## Activity
Please copy every line with the string "AtomicGauge" from the entries below.

## Collected data entries
━━━━━━━━━━━━━━━━━━━━━━━━━━━━━━

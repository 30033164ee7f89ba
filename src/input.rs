//! Input state: key codes, keyboard snapshots, and mouse state.
//!
//! The key enumeration is dense: printable ASCII keys carry their
//! character code, extended keys follow in a fixed block, and
//! [`Key::Any`] is a virtual key that reads as pressed whenever any
//! physical key went down. OS key codes are mapped through the total
//! [`Key::from_code`]; unknown codes land on [`Key::Unknown`].
//!
//! Event translation (the OS event pump) is the embedder's job: it feeds
//! [`Keyboard::key_event`] / the [`Mouse`] fields, and gameplay code reads
//! the queries.

/// Number of key slots in the state arrays.
pub const KEY_COUNT: usize = 512;

macro_rules! keys {
    ($(($variant:ident, $value:expr)),+ $(,)?) => {
        /// A physical (or virtual) key.
        #[repr(u16)]
        #[derive(Debug, Clone, Copy, PartialEq, Eq, Hash)]
        pub enum Key {
            $($variant = $value),+
        }

        impl Key {
            /// Every key, for iteration and reverse lookup.
            pub const ALL: &'static [Key] = &[$(Key::$variant),+];

            /// Total mapping from a raw key code; unknown codes map to
            /// [`Key::Unknown`].
            pub fn from_code(code: u32) -> Key {
                $(if code == $value { return Key::$variant; })+
                Key::Unknown
            }
        }
    };
}

keys! {
    (Unknown, 0),
    (Return, 13),
    (Escape, 27),
    (Backspace, 8),
    (Tab, 9),
    (Space, 32),
    (Exclaim, 33),
    (QuoteDbl, 34),
    (Hash, 35),
    (Dollar, 36),
    (Percent, 37),
    (Ampersand, 38),
    (Quote, 39),
    (LeftParen, 40),
    (RightParen, 41),
    (Asterisk, 42),
    (Plus, 43),
    (Comma, 44),
    (Minus, 45),
    (Period, 46),
    (Slash, 47),
    (Num0, 48),
    (Num1, 49),
    (Num2, 50),
    (Num3, 51),
    (Num4, 52),
    (Num5, 53),
    (Num6, 54),
    (Num7, 55),
    (Num8, 56),
    (Num9, 57),
    (Colon, 58),
    (Semicolon, 59),
    (Less, 60),
    (Equals, 61),
    (Greater, 62),
    (Question, 63),
    (At, 64),
    (LeftBracket, 91),
    (Backslash, 92),
    (RightBracket, 93),
    (Caret, 94),
    (Underscore, 95),
    (Backquote, 96),
    (A, 97),
    (B, 98),
    (C, 99),
    (D, 100),
    (E, 101),
    (F, 102),
    (G, 103),
    (H, 104),
    (I, 105),
    (J, 106),
    (K, 107),
    (L, 108),
    (M, 109),
    (N, 110),
    (O, 111),
    (P, 112),
    (Q, 113),
    (R, 114),
    (S, 115),
    (T, 116),
    (U, 117),
    (V, 118),
    (W, 119),
    (X, 120),
    (Y, 121),
    (Z, 122),
    (CapsLock, 123),
    (F1, 124),
    (F2, 125),
    (F3, 126),
    (F4, 127),
    (F5, 128),
    (F6, 129),
    (F7, 130),
    (F8, 131),
    (F9, 132),
    (F10, 133),
    (F11, 134),
    (F12, 135),
    (PrintScreen, 136),
    (ScrollLock, 137),
    (Pause, 138),
    (Insert, 139),
    (Home, 140),
    (PageUp, 141),
    (Delete, 142),
    (End, 143),
    (PageDown, 144),
    (Right, 145),
    (Left, 146),
    (Down, 147),
    (Up, 148),
    (NumLockClear, 149),
    (KpDivide, 150),
    (KpMultiply, 151),
    (KpMinus, 152),
    (KpPlus, 153),
    (KpEnter, 154),
    (Kp1, 155),
    (Kp2, 156),
    (Kp3, 157),
    (Kp4, 158),
    (Kp5, 159),
    (Kp6, 160),
    (Kp7, 161),
    (Kp8, 162),
    (Kp9, 163),
    (Kp0, 164),
    (KpPeriod, 165),
    (Application, 166),
    (Power, 167),
    (KpEquals, 168),
    (F13, 169),
    (F14, 170),
    (F15, 171),
    (F16, 172),
    (F17, 173),
    (F18, 174),
    (F19, 175),
    (F20, 176),
    (F21, 177),
    (F22, 178),
    (F23, 179),
    (F24, 180),
    (Help, 181),
    (Menu, 182),
    (Select, 183),
    (Stop, 184),
    (Again, 185),
    (Undo, 186),
    (Cut, 187),
    (Copy, 188),
    (Paste, 189),
    (Find, 190),
    (Mute, 191),
    (VolumeUp, 192),
    (VolumeDown, 193),
    (KpComma, 194),
    (AltErase, 196),
    (SysReq, 197),
    (Cancel, 198),
    (Clear, 199),
    (Prior, 200),
    (Return2, 201),
    (Separator, 202),
    (KpLeftParen, 214),
    (KpRightParen, 215),
    (KpTab, 218),
    (KpBackspace, 219),
    (LCtrl, 254),
    (LShift, 255),
    (LAlt, 256),
    (LGui, 257),
    (RCtrl, 258),
    (RShift, 259),
    (RAlt, 260),
    (RGui, 261),
    (Mode, 262),
    (AudioNext, 263),
    (AudioPrev, 264),
    (AudioStop, 265),
    (AudioPlay, 266),
    (AudioMute, 267),
    (MediaSelect, 268),
    (AcSearch, 273),
    (AcHome, 274),
    (AcBack, 275),
    (AcForward, 276),
    (AcStop, 277),
    (AcRefresh, 278),
    (AcBookmarks, 279),
    (BrightnessDown, 280),
    (BrightnessUp, 281),
    (DisplaySwitch, 282),
    (Eject, 286),
    (Sleep, 287),
    (Any, 288),
}

impl Key {
    /// Index into the keyboard state arrays.
    #[inline]
    pub fn index(self) -> usize {
        self as usize
    }
}

/// Mouse buttons.
#[repr(u8)]
#[derive(Debug, Clone, Copy, PartialEq, Eq)]
pub enum MouseButton {
    Left = 0,
    Right = 1,
    Middle = 2,
    X1 = 3,
    X2 = 4,
}

const MOUSE_BUTTON_COUNT: usize = 5;

/// Keyboard state with previous-frame comparison and per-key timestamps.
pub struct Keyboard {
    down: [bool; KEY_COUNT],
    prev: [bool; KEY_COUNT],
    timestamps: [f64; KEY_COUNT],
}

impl Default for Keyboard {
    fn default() -> Self {
        Self::new()
    }
}

impl Keyboard {
    /// Fresh state with every key up.
    pub fn new() -> Keyboard {
        Keyboard {
            down: [false; KEY_COUNT],
            prev: [false; KEY_COUNT],
            timestamps: [0.0; KEY_COUNT],
        }
    }

    /// Roll the current state into the previous-frame snapshot. Call once
    /// per frame before feeding events.
    pub fn begin_frame(&mut self) {
        self.prev = self.down;
    }

    /// Feed one key transition. `time` is the event timestamp in seconds.
    ///
    /// Any down transition also presses the virtual [`Key::Any`].
    pub fn key_event(&mut self, key: Key, is_down: bool, time: f64) {
        let index = key.index();
        self.down[index] = is_down;
        self.timestamps[index] = time;
        if is_down {
            self.down[Key::Any.index()] = true;
            self.timestamps[Key::Any.index()] = time;
        } else if key != Key::Any {
            // Any stays down while at least one physical key is held.
            let any_down = self
                .down
                .iter()
                .enumerate()
                .any(|(i, &d)| d && i != Key::Any.index());
            self.down[Key::Any.index()] = any_down;
        }
    }

    /// Whether the key is currently held.
    pub fn key_down(&self, key: Key) -> bool {
        self.down[key.index()]
    }

    /// Whether the key is currently up.
    pub fn key_up(&self, key: Key) -> bool {
        !self.down[key.index()]
    }

    /// Down this frame, up the previous one.
    pub fn key_just_pressed(&self, key: Key) -> bool {
        self.down[key.index()] && !self.prev[key.index()]
    }

    /// Up this frame, down the previous one.
    pub fn key_just_released(&self, key: Key) -> bool {
        !self.down[key.index()] && self.prev[key.index()]
    }

    /// Timestamp of the key's last transition.
    pub fn key_timestamp(&self, key: Key) -> f64 {
        self.timestamps[key.index()]
    }

    /// Either control key held.
    pub fn ctrl(&self) -> bool {
        self.key_down(Key::LCtrl) || self.key_down(Key::RCtrl)
    }

    /// Either shift key held.
    pub fn shift(&self) -> bool {
        self.key_down(Key::LShift) || self.key_down(Key::RShift)
    }

    /// Either alt key held.
    pub fn alt(&self) -> bool {
        self.key_down(Key::LAlt) || self.key_down(Key::RAlt)
    }

    /// Either GUI (super) key held.
    pub fn gui(&self) -> bool {
        self.key_down(Key::LGui) || self.key_down(Key::RGui)
    }

    /// Drop every key to the up state.
    pub fn clear(&mut self) {
        self.down = [false; KEY_COUNT];
        self.prev = [false; KEY_COUNT];
    }
}

/// Mouse state fed by the embedder per frame.
#[derive(Debug, Clone, Default)]
pub struct Mouse {
    /// Cursor position in window coordinates.
    pub x: f32,
    pub y: f32,
    /// Motion since the last frame.
    pub delta_x: f32,
    pub delta_y: f32,
    /// Wheel motion this frame.
    pub wheel: f32,
    /// Whether the last click was a double click.
    pub double_click: bool,

    buttons: [bool; MOUSE_BUTTON_COUNT],
    buttons_prev: [bool; MOUSE_BUTTON_COUNT],
}

impl Mouse {
    /// Roll button state into the previous-frame snapshot and clear the
    /// per-frame deltas.
    pub fn begin_frame(&mut self) {
        self.buttons_prev = self.buttons;
        self.delta_x = 0.0;
        self.delta_y = 0.0;
        self.wheel = 0.0;
        self.double_click = false;
    }

    /// Feed one button transition.
    pub fn button_event(&mut self, button: MouseButton, is_down: bool) {
        self.buttons[button as usize] = is_down;
    }

    /// Whether the button is held.
    pub fn button_down(&self, button: MouseButton) -> bool {
        self.buttons[button as usize]
    }

    /// Down this frame, up the previous one.
    pub fn button_just_pressed(&self, button: MouseButton) -> bool {
        self.buttons[button as usize] && !self.buttons_prev[button as usize]
    }

    /// Up this frame, down the previous one.
    pub fn button_just_released(&self, button: MouseButton) -> bool {
        !self.buttons[button as usize] && self.buttons_prev[button as usize]
    }
}
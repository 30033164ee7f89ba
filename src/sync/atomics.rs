//! Atomic helpers: padded cells, counters, and spin primitives.
//!
//! The hot scheduler structures embed their atomics through [`CachePadded`]
//! so that `top`/`bottom` style pairs never share a cache line.

use std::ops::Deref;
use std::sync::atomic::{AtomicBool, AtomicU64, AtomicUsize, Ordering};

/// Pads and aligns a value to 64 bytes.
#[repr(align(64))]
#[derive(Debug, Default)]
pub struct CachePadded<T>(pub T);

impl<T> CachePadded<T> {
    /// Wrap a value on its own cache line.
    pub const fn new(value: T) -> Self {
        Self(value)
    }
}

impl<T> Deref for CachePadded<T> {
    type Target = T;

    fn deref(&self) -> &T {
        &self.0
    }
}

/// Hint the CPU that we are in a spin-wait loop.
#[inline(always)]
pub fn cpu_pause() {
    std::hint::spin_loop();
}

/// Spin for `n` pause iterations.
#[inline]
pub fn spin(n: u32) {
    for _ in 0..n {
        cpu_pause();
    }
}

/// An atomic counter for statistics.
pub struct AtomicCounter(AtomicU64);

impl AtomicCounter {
    /// Create a new counter.
    pub const fn new(initial: u64) -> Self {
        Self(AtomicU64::new(initial))
    }

    /// Increment the counter.
    pub fn increment(&self) {
        self.0.fetch_add(1, Ordering::Relaxed);
    }

    /// Add a value to the counter.
    pub fn add(&self, value: u64) {
        self.0.fetch_add(value, Ordering::Relaxed);
    }

    /// Get the current value.
    pub fn get(&self) -> u64 {
        self.0.load(Ordering::Relaxed)
    }

    /// Reset to zero.
    pub fn reset(&self) {
        self.0.store(0, Ordering::Relaxed);
    }
}

impl Default for AtomicCounter {
    fn default() -> Self {
        Self::new(0)
    }
}

/// An atomic gauge for tracking current values (can go up or down).
pub struct AtomicGauge(AtomicUsize);

impl AtomicGauge {
    /// Create a new gauge.
    pub const fn new(initial: usize) -> Self {
        Self(AtomicUsize::new(initial))
    }

    /// Add to the gauge, returning the new value.
    pub fn add(&self, value: usize) -> usize {
        self.0.fetch_add(value, Ordering::Relaxed) + value
    }

    /// Subtract from the gauge, returning the new value.
    pub fn sub(&self, value: usize) -> usize {
        self.0.fetch_sub(value, Ordering::Relaxed) - value
    }

    /// Get the current value.
    pub fn get(&self) -> usize {
        self.0.load(Ordering::Relaxed)
    }

    /// Set the value.
    pub fn set(&self, value: usize) {
        self.0.store(value, Ordering::Relaxed);
    }

    /// Update the maximum (for high-water marks).
    pub fn update_max(&self, value: usize) {
        let mut current = self.0.load(Ordering::Relaxed);
        while value > current {
            match self
                .0
                .compare_exchange_weak(current, value, Ordering::Relaxed, Ordering::Relaxed)
            {
                Ok(_) => break,
                Err(c) => current = c,
            }
        }
    }
}

impl Default for AtomicGauge {
    fn default() -> Self {
        Self::new(0)
    }
}

/// A one-bit spin lock guarding short critical sections.
///
/// Used for the per-slot dependent lists where a full mutex per table slot
/// would be wasteful. Hold times are a handful of pointer writes.
pub struct SpinFlag(AtomicBool);

impl SpinFlag {
    /// Create an unlocked flag.
    pub const fn new() -> Self {
        Self(AtomicBool::new(false))
    }

    /// Acquire the flag, spinning until it is free.
    pub fn lock(&self) {
        while self
            .0
            .compare_exchange_weak(false, true, Ordering::Acquire, Ordering::Relaxed)
            .is_err()
        {
            while self.0.load(Ordering::Relaxed) {
                cpu_pause();
            }
        }
    }

    /// Release the flag.
    pub fn unlock(&self) {
        self.0.store(false, Ordering::Release);
    }

    /// Run a closure under the flag.
    pub fn with<R>(&self, f: impl FnOnce() -> R) -> R {
        self.lock();
        let result = f();
        self.unlock();
        result
    }
}

impl Default for SpinFlag {
    fn default() -> Self {
        Self::new()
    }
}
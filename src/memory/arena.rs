//! Monotonic region arena with growth, mark/restore, and bulk reset.
//!
//! The hot path is a pointer bump inside the cached region. Allocations are
//! never freed individually; the whole arena is reset at a frame or group
//! boundary, or rolled back to a [`ArenaMark`] for nested scopes.

use std::alloc::{alloc, dealloc, Layout};
use std::ptr::NonNull;

use crate::util::size::align_up;

/// Default allocation alignment.
pub const ARENA_DEFAULT_ALIGN: usize = 16;

/// Minimum region size (one page).
const ARENA_MIN_REGION: usize = 4096;

struct Region {
    base: NonNull<u8>,
    capacity: usize,
    used: usize,
}

impl Region {
    fn new(capacity: usize) -> Option<Region> {
        let layout = Layout::from_size_align(capacity, ARENA_DEFAULT_ALIGN).ok()?;
        // SAFETY: capacity is non-zero, layout is valid.
        let ptr = unsafe { alloc(layout) };
        Some(Region {
            base: NonNull::new(ptr)?,
            capacity,
            used: 0,
        })
    }

    fn remaining_after_align(&self, align: usize) -> (usize, usize) {
        let current = self.base.as_ptr() as usize + self.used;
        let aligned = align_up(current, align);
        let padding = aligned - current;
        (padding, self.capacity.saturating_sub(self.used + padding))
    }
}

impl Drop for Region {
    fn drop(&mut self) {
        let layout = Layout::from_size_align(self.capacity, ARENA_DEFAULT_ALIGN)
            .expect("region layout was validated at creation");
        // SAFETY: base was allocated with this layout in Region::new.
        unsafe { dealloc(self.base.as_ptr(), layout) };
    }
}

/// A cursor into the arena captured by [`Arena::mark`].
///
/// Restoring frees every region created after the mark and rewinds the
/// marked region's bump pointer.
#[derive(Debug, Clone, Copy)]
pub struct ArenaMark {
    region: usize,
    used: usize,
    total_used: usize,
}

/// Monotonic region allocator.
///
/// Single-writer: per-worker arenas are owned by their worker, per-group
/// arenas are written only by tasks of that group or by the owner before
/// submission.
pub struct Arena {
    regions: Vec<Region>,
    /// Index of the region that served the last allocation.
    last: usize,
    region_size: usize,
    total_used: usize,
}

impl Arena {
    /// Create an arena whose first region holds at least `capacity` bytes.
    ///
    /// The region is rounded up to a page.
    pub fn with_capacity(capacity: usize) -> Arena {
        let region_size = align_up(capacity.max(ARENA_MIN_REGION), ARENA_MIN_REGION);
        let first = Region::new(region_size).expect("arena region allocation failed");
        Arena {
            regions: vec![first],
            last: 0,
            region_size,
            total_used: 0,
        }
    }

    /// Allocate `size` bytes with the default alignment.
    pub fn alloc(&mut self, size: usize) -> *mut u8 {
        self.alloc_aligned(size, ARENA_DEFAULT_ALIGN)
    }

    /// Allocate `size` bytes aligned to `align` (power of two).
    ///
    /// Returns null only if the underlying allocator fails.
    pub fn alloc_aligned(&mut self, size: usize, align: usize) -> *mut u8 {
        debug_assert!(align.is_power_of_two());
        if size == 0 {
            return std::ptr::null_mut();
        }

        // Walk regions starting from the cached cursor, wrapping once.
        let count = self.regions.len();
        for step in 0..count {
            let idx = (self.last + step) % count;
            let (padding, remaining) = self.regions[idx].remaining_after_align(align);
            if remaining >= size {
                return self.bump(idx, padding, size);
            }
        }

        // No region fits: grow with a region sized for the request, with
        // slack for the alignment padding of the first allocation.
        let grown = align_up(size.max(self.region_size) + align, ARENA_MIN_REGION);
        let region = match Region::new(grown) {
            Some(r) => r,
            None => return std::ptr::null_mut(),
        };
        self.regions.push(region);
        let idx = self.regions.len() - 1;
        let (padding, _) = self.regions[idx].remaining_after_align(align);
        self.bump(idx, padding, size)
    }

    fn bump(&mut self, idx: usize, padding: usize, size: usize) -> *mut u8 {
        let region = &mut self.regions[idx];
        let offset = region.used + padding;
        region.used = offset + size;
        self.last = idx;
        self.total_used += size;
        // SAFETY: offset + size <= capacity was checked by the caller.
        unsafe { region.base.as_ptr().add(offset) }
    }

    /// Allocate zeroed memory.
    pub fn alloc_zeroed(&mut self, count: usize, size: usize) -> *mut u8 {
        let total = count.checked_mul(size).unwrap_or(0);
        let ptr = self.alloc(total);
        if !ptr.is_null() {
            // SAFETY: ptr points to `total` freshly bumped bytes.
            unsafe { std::ptr::write_bytes(ptr, 0, total) };
        }
        ptr
    }

    /// Grow an allocation, in place when it is the last one in its region.
    ///
    /// # Safety
    /// `ptr` must be the result of a previous arena allocation of `old_size`
    /// bytes that is still live.
    pub unsafe fn realloc(&mut self, ptr: *mut u8, old_size: usize, new_size: usize) -> *mut u8 {
        if ptr.is_null() {
            return self.alloc(new_size);
        }
        if new_size <= old_size {
            return ptr;
        }

        // In-place growth only when ptr is the last allocation in the cached
        // region and the extra bytes fit.
        let region = &mut self.regions[self.last];
        let end = region.base.as_ptr() as usize + region.used;
        if ptr as usize + old_size == end {
            let extra = new_size - old_size;
            if region.used + extra <= region.capacity {
                region.used += extra;
                self.total_used += extra;
                return ptr;
            }
        }

        let new_ptr = self.alloc(new_size);
        if !new_ptr.is_null() {
            std::ptr::copy_nonoverlapping(ptr, new_ptr, old_size);
        }
        new_ptr
    }

    /// Copy a string into the arena, returning an arena-backed slice.
    pub fn strdup(&mut self, s: &str) -> &str {
        let ptr = self.alloc(s.len().max(1));
        // SAFETY: ptr holds at least s.len() bytes; source and destination
        // do not overlap.
        unsafe {
            std::ptr::copy_nonoverlapping(s.as_ptr(), ptr, s.len());
            std::str::from_utf8_unchecked(std::slice::from_raw_parts(ptr, s.len()))
        }
    }

    /// Capture the current allocation cursor.
    pub fn mark(&self) -> ArenaMark {
        ArenaMark {
            region: self.last,
            used: self.regions[self.last].used,
            total_used: self.total_used,
        }
    }

    /// Roll back to a mark, freeing regions created after it.
    ///
    /// All allocations made since the mark are invalidated.
    pub fn restore(&mut self, mark: ArenaMark) {
        debug_assert!(mark.region < self.regions.len());
        self.regions.truncate(mark.region + 1);
        self.regions[mark.region].used = mark.used;
        self.last = mark.region;
        self.total_used = mark.total_used;
    }

    /// Reset every region's usage to zero, retaining the memory.
    pub fn reset(&mut self) {
        for region in &mut self.regions {
            #[cfg(feature = "debug")]
            // SAFETY: the whole region belongs to the arena.
            unsafe {
                std::ptr::write_bytes(region.base.as_ptr(), 0xCD, region.used);
            }
            region.used = 0;
        }
        self.last = 0;
        self.total_used = 0;
    }

    /// Bytes handed out since creation or the last reset.
    pub fn total_used(&self) -> usize {
        self.total_used
    }

    /// Bytes reserved across all regions.
    pub fn total_capacity(&self) -> usize {
        self.regions.iter().map(|r| r.capacity).sum()
    }

    /// Number of regions currently held.
    pub fn region_count(&self) -> usize {
        self.regions.len()
    }
}

// SAFETY: the arena is single-writer by contract; cross-thread handoff of
// the whole arena (worker arenas at pool teardown) is safe.
unsafe impl Send for Arena {}

#[cfg(test)]
mod tests {
    use super::*;

    #[test]
    fn test_basic_allocation() {
        let mut arena = Arena::with_capacity(1024);

        let a = arena.alloc(64);
        let b = arena.alloc(64);
        assert!(!a.is_null());
        assert!(!b.is_null());
        assert_ne!(a, b);
        assert_eq!(arena.total_used(), 128);
    }

    #[test]
    fn test_alignment() {
        let mut arena = Arena::with_capacity(1024);
        arena.alloc(3);
        let p = arena.alloc_aligned(64, 64);
        assert_eq!(p as usize % 64, 0);
    }

    #[test]
    fn test_growth_links_new_region() {
        let mut arena = Arena::with_capacity(4096);
        assert_eq!(arena.region_count(), 1);

        // Exceeds the first region, must grow.
        let p = arena.alloc(8192);
        assert!(!p.is_null());
        assert_eq!(arena.region_count(), 2);
    }

    #[test]
    fn test_reset_retains_regions() {
        let mut arena = Arena::with_capacity(4096);
        let first = arena.alloc(16);
        arena.alloc(8192);
        assert_eq!(arena.region_count(), 2);

        arena.reset();
        assert_eq!(arena.region_count(), 2);
        assert_eq!(arena.total_used(), 0);

        // After reset the first region serves allocations again.
        let again = arena.alloc(16);
        assert_eq!(first, again);
    }

    #[test]
    fn test_mark_restore_frees_trailing_regions() {
        let mut arena = Arena::with_capacity(4096);
        arena.alloc(16);
        let mark = arena.mark();

        arena.alloc(32);
        arena.alloc(8192);
        assert_eq!(arena.region_count(), 2);

        arena.restore(mark);
        assert_eq!(arena.region_count(), 1);
        assert_eq!(arena.total_used(), 16);
    }

    #[test]
    fn test_realloc_in_place_for_last_allocation() {
        let mut arena = Arena::with_capacity(4096);
        let p = arena.alloc(16);
        let used = arena.total_used();

        let q = unsafe { arena.realloc(p, 16, 48) };
        assert_eq!(p, q);
        assert_eq!(arena.total_used(), used + 32);
    }

    #[test]
    fn test_realloc_moves_when_not_last() {
        let mut arena = Arena::with_capacity(4096);
        let p = arena.alloc(16);
        unsafe { std::ptr::write_bytes(p, 0xAB, 16) };
        arena.alloc(16);

        let q = unsafe { arena.realloc(p, 16, 64) };
        assert_ne!(p, q);
        // Contents were copied.
        assert_eq!(unsafe { *q }, 0xAB);
    }

    #[test]
    fn test_strdup() {
        let mut arena = Arena::with_capacity(4096);
        let s = arena.strdup("frame graph");
        assert_eq!(s, "frame graph");
    }

    #[test]
    fn test_calloc_zeroes() {
        let mut arena = Arena::with_capacity(4096);
        let p = arena.alloc_zeroed(8, 8);
        let bytes = unsafe { std::slice::from_raw_parts(p, 64) };
        assert!(bytes.iter().all(|&b| b == 0));
    }

    #[test]
    fn test_steady_state_region_count() {
        // Frame pattern: allocate, reset, repeat. The region count must
        // stabilize instead of growing without bound.
        let mut arena = Arena::with_capacity(4096);
        for _ in 0..1000 {
            for _ in 0..50 {
                arena.alloc(48);
            }
            arena.reset();
        }
        assert!(arena.region_count() <= 2);
    }
}
//! General and cache-line-aligned allocation facade.
//!
//! Thin wrapper over the system allocator. Aligned frees must pass the same
//! alignment that was given at allocation time so the layout round-trips.

use std::alloc::{alloc, alloc_zeroed, dealloc, Layout};
use std::sync::atomic::{AtomicUsize, Ordering};

/// Cache line size assumed throughout the scheduler.
pub const CACHE_LINE: usize = 64;

/// Allocation facade with byte accounting.
#[derive(Default)]
pub struct HeapAlloc {
    allocated_bytes: AtomicUsize,
}

impl HeapAlloc {
    /// Create a new facade.
    pub const fn new() -> Self {
        Self {
            allocated_bytes: AtomicUsize::new(0),
        }
    }

    /// Allocate `size` bytes with pointer alignment.
    ///
    /// Returns null on failure or when `size` is zero.
    pub fn alloc(&self, size: usize) -> *mut u8 {
        self.alloc_aligned(size, std::mem::align_of::<usize>())
    }

    /// Allocate `size` bytes aligned to `align`.
    ///
    /// `align` must be a power of two and at least pointer-sized.
    pub fn alloc_aligned(&self, size: usize, align: usize) -> *mut u8 {
        debug_assert!(align.is_power_of_two());
        debug_assert!(align >= std::mem::align_of::<usize>());

        if size == 0 {
            return std::ptr::null_mut();
        }

        let layout = match Layout::from_size_align(size, align) {
            Ok(l) => l,
            Err(_) => return std::ptr::null_mut(),
        };

        // SAFETY: layout has non-zero size.
        let ptr = unsafe { alloc(layout) };
        if !ptr.is_null() {
            self.allocated_bytes.fetch_add(size, Ordering::Relaxed);
        }
        ptr
    }

    /// Allocate zeroed memory aligned to `align`.
    pub fn alloc_zeroed(&self, size: usize, align: usize) -> *mut u8 {
        debug_assert!(align.is_power_of_two());

        if size == 0 {
            return std::ptr::null_mut();
        }

        let layout = match Layout::from_size_align(size, align) {
            Ok(l) => l,
            Err(_) => return std::ptr::null_mut(),
        };

        // SAFETY: layout has non-zero size.
        let ptr = unsafe { alloc_zeroed(layout) };
        if !ptr.is_null() {
            self.allocated_bytes.fetch_add(size, Ordering::Relaxed);
        }
        ptr
    }

    /// Allocate a block on its own cache line.
    pub fn alloc_cache_aligned(&self, size: usize) -> *mut u8 {
        self.alloc_aligned(size, CACHE_LINE)
    }

    /// Free a block previously returned by [`alloc_aligned`](Self::alloc_aligned).
    ///
    /// # Safety
    /// `ptr` must come from this facade with exactly this `size` and `align`.
    pub unsafe fn free_aligned(&self, ptr: *mut u8, size: usize, align: usize) {
        if ptr.is_null() {
            return;
        }
        let layout = Layout::from_size_align(size, align).expect("invalid free layout");
        dealloc(ptr, layout);
        self.allocated_bytes.fetch_sub(size, Ordering::Relaxed);
    }

    /// Free a block previously returned by [`alloc`](Self::alloc).
    ///
    /// # Safety
    /// `ptr` must come from this facade with exactly this `size`.
    pub unsafe fn free(&self, ptr: *mut u8, size: usize) {
        self.free_aligned(ptr, size, std::mem::align_of::<usize>());
    }

    /// Bytes currently outstanding.
    pub fn allocated_bytes(&self) -> usize {
        self.allocated_bytes.load(Ordering::Relaxed)
    }
}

━━━━━━━━━━━━━━━━━━━━━━━━━━━━━━

## Finished task
pub struct AtomicGauge(AtomicUsize);
impl AtomicGauge {
impl Default for AtomicGauge {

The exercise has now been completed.